WHAT TO PRODUCE: Using the entries below, say how many of the lines carry "CredentialStore". Write the number alone.

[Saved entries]
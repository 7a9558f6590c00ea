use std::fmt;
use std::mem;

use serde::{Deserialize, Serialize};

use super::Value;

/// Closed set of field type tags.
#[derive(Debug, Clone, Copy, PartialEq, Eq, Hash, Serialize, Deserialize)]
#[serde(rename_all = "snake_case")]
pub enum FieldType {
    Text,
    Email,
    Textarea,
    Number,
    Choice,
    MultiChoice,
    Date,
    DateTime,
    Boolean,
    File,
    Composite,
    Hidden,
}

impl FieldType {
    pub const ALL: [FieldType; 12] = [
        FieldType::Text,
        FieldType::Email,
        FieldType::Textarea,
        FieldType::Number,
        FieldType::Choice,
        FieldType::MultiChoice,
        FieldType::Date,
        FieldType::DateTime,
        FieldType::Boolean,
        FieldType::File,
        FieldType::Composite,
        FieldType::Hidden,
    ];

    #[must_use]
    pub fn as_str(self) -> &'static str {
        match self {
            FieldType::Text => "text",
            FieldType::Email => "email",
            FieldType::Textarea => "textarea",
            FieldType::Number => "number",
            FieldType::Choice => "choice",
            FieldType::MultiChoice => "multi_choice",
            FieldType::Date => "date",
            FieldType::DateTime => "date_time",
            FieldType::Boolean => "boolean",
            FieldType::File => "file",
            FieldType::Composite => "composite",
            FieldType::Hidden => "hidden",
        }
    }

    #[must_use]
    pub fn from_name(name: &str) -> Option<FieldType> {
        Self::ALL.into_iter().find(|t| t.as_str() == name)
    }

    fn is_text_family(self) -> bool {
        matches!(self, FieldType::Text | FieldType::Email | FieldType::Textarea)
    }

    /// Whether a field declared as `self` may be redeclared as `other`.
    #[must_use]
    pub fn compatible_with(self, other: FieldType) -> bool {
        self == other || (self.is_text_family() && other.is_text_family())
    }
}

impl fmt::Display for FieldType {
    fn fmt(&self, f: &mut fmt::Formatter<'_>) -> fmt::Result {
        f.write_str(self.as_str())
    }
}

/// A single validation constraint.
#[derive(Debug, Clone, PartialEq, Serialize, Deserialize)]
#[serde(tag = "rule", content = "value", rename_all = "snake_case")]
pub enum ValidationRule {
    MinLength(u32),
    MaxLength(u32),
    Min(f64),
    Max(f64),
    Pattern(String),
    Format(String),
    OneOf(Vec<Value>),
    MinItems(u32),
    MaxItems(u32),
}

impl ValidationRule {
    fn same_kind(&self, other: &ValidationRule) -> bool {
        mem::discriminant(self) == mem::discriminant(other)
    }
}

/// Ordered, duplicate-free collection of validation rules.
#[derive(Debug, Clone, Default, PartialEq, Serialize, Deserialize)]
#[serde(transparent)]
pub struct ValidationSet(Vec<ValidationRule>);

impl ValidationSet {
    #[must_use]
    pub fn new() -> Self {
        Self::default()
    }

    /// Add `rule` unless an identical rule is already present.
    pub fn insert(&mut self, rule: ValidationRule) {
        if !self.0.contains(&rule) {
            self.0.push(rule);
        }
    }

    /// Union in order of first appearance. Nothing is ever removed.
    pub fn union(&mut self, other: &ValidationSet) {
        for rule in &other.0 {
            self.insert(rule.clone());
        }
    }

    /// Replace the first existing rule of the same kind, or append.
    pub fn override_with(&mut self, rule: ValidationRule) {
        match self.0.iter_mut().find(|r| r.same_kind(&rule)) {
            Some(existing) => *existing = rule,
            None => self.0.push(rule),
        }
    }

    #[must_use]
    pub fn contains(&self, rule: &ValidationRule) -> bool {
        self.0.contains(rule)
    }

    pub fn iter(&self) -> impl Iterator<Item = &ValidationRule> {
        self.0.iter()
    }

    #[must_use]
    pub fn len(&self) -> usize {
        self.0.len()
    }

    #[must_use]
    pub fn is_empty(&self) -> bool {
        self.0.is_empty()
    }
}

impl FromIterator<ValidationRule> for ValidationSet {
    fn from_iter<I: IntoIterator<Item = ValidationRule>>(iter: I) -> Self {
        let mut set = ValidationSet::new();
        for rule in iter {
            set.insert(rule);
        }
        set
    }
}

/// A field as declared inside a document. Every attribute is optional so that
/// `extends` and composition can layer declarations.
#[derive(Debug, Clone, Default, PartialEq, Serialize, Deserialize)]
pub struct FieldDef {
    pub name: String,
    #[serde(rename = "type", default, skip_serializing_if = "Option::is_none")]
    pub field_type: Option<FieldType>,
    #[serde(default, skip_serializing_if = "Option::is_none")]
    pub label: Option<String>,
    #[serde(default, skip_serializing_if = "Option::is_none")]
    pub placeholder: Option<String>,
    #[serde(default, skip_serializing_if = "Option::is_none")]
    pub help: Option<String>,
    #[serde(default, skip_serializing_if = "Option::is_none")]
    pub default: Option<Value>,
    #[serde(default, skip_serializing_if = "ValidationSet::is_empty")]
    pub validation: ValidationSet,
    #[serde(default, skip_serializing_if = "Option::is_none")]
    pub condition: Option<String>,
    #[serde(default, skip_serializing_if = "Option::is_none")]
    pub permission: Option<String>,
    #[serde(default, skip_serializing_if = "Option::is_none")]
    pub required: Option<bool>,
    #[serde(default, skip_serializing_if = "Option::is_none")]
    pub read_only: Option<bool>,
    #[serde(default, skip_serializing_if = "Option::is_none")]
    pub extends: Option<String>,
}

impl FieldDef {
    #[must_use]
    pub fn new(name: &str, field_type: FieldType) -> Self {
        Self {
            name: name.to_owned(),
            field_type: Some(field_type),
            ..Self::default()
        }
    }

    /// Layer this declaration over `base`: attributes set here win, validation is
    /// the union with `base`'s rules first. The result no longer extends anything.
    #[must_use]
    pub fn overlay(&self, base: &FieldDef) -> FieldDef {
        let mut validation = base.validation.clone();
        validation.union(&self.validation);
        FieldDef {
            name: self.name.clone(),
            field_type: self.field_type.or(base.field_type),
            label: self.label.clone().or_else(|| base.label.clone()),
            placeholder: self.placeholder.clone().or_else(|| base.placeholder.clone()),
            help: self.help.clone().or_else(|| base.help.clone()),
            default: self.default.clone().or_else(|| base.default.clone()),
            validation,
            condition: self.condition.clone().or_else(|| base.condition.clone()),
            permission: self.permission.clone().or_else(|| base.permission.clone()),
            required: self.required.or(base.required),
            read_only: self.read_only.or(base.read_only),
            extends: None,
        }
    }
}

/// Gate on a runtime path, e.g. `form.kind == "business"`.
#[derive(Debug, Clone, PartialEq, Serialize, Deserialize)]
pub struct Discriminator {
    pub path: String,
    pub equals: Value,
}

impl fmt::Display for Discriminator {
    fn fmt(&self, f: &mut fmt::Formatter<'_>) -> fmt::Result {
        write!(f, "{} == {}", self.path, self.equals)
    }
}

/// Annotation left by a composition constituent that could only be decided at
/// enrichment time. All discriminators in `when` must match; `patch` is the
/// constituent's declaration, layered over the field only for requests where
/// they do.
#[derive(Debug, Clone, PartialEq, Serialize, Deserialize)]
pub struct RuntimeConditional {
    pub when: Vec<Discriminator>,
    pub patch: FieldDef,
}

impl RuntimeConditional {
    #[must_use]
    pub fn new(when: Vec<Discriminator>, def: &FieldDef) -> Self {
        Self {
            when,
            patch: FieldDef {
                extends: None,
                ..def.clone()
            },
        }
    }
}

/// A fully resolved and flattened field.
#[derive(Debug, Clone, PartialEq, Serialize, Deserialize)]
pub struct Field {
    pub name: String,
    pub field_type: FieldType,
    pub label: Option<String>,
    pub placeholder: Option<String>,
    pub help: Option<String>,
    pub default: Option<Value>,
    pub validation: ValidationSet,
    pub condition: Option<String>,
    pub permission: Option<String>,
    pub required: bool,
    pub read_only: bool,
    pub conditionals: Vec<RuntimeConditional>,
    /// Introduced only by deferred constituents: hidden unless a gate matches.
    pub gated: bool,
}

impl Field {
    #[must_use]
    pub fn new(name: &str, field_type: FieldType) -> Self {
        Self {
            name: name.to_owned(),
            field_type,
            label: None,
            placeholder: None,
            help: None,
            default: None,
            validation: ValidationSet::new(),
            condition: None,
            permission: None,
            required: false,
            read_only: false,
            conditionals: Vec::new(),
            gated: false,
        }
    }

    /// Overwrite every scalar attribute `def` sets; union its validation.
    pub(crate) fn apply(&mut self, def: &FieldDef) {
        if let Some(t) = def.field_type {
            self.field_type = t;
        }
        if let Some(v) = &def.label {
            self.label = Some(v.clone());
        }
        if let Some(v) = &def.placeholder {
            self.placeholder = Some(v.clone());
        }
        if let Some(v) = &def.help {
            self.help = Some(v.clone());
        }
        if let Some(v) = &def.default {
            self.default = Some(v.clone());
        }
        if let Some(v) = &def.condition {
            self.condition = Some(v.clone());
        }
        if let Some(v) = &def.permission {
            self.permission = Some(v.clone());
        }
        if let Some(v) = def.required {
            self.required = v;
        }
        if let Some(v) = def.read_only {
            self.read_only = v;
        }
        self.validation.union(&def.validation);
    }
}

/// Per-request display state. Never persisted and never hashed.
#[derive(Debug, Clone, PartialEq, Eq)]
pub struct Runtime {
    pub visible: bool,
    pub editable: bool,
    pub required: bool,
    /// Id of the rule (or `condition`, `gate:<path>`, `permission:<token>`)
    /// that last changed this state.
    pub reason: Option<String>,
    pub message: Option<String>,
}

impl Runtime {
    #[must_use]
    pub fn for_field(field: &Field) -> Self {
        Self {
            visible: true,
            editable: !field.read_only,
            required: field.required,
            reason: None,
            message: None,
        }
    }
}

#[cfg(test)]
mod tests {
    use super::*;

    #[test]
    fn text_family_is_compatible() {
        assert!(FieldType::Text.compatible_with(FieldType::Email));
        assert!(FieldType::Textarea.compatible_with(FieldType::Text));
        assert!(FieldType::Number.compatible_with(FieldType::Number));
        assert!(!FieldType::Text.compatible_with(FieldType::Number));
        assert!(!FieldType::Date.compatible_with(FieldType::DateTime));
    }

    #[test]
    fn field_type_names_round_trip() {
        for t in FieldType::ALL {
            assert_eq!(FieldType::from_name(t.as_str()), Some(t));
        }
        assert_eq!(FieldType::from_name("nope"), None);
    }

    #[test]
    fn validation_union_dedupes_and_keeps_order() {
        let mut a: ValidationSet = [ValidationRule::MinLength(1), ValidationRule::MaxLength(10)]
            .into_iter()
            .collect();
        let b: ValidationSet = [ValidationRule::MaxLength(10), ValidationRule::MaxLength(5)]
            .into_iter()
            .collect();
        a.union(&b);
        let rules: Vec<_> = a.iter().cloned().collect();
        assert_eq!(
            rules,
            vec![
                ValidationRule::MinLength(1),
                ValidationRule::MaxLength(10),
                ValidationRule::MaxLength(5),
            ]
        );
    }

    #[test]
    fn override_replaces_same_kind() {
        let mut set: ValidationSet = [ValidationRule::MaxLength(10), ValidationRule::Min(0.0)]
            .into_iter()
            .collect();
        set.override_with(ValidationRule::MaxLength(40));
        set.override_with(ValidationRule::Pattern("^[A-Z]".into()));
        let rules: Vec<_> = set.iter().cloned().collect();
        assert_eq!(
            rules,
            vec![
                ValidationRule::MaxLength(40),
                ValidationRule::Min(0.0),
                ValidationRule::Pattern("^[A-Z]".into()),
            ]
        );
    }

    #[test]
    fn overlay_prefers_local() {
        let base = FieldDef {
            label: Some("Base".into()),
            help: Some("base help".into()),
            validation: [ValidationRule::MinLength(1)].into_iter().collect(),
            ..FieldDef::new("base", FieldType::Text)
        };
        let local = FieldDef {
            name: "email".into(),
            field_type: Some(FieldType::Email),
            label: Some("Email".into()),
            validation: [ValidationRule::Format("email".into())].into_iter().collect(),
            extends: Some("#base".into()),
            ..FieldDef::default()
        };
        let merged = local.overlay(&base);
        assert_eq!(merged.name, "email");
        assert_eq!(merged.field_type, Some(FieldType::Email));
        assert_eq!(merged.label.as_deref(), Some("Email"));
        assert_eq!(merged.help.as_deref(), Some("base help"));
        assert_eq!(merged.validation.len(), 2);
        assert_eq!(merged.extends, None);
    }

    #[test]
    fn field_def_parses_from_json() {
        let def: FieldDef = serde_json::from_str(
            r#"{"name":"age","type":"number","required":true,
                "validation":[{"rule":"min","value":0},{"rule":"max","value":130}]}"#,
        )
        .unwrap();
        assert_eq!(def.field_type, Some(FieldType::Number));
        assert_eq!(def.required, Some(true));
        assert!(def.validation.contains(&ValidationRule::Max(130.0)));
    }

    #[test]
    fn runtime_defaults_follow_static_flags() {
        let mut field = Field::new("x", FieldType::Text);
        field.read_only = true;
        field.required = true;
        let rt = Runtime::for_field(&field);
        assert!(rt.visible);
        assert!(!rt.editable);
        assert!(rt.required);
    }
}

--

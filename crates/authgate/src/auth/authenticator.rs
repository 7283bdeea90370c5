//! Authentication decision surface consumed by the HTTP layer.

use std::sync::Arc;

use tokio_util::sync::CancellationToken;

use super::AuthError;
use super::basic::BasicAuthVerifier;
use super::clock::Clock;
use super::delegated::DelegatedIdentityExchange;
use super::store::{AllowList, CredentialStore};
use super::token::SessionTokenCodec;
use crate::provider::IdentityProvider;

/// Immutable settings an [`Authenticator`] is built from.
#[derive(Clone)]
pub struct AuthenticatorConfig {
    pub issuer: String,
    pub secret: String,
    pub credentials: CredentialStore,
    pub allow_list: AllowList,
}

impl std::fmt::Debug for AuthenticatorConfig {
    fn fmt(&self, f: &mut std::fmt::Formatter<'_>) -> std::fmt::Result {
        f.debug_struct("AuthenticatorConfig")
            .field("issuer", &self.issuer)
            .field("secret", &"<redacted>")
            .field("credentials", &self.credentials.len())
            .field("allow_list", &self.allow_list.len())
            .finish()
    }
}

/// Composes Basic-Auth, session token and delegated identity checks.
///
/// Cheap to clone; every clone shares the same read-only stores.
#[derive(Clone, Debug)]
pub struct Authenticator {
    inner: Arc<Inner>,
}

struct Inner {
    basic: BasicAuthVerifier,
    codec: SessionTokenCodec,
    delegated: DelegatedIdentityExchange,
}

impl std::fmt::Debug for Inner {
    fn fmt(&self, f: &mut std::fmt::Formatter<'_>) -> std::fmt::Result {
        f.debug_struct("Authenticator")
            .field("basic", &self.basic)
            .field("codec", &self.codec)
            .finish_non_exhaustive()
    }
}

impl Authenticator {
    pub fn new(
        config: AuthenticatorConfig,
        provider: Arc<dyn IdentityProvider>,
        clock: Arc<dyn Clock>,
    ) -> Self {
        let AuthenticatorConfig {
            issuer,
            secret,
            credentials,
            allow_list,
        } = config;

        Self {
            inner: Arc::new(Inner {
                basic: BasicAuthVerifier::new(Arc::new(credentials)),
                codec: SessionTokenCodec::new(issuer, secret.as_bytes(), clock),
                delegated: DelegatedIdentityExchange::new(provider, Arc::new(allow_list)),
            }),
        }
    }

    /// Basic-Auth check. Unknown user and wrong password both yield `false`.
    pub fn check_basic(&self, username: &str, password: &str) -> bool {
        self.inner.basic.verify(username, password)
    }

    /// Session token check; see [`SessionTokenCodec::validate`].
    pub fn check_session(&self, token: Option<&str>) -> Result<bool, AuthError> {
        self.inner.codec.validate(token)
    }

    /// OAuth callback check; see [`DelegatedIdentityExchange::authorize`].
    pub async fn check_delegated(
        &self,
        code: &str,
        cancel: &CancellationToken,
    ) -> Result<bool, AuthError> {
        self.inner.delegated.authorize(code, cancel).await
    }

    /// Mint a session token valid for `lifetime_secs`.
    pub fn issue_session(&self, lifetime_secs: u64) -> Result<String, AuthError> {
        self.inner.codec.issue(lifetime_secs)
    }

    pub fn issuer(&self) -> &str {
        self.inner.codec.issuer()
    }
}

RESPONSE: 2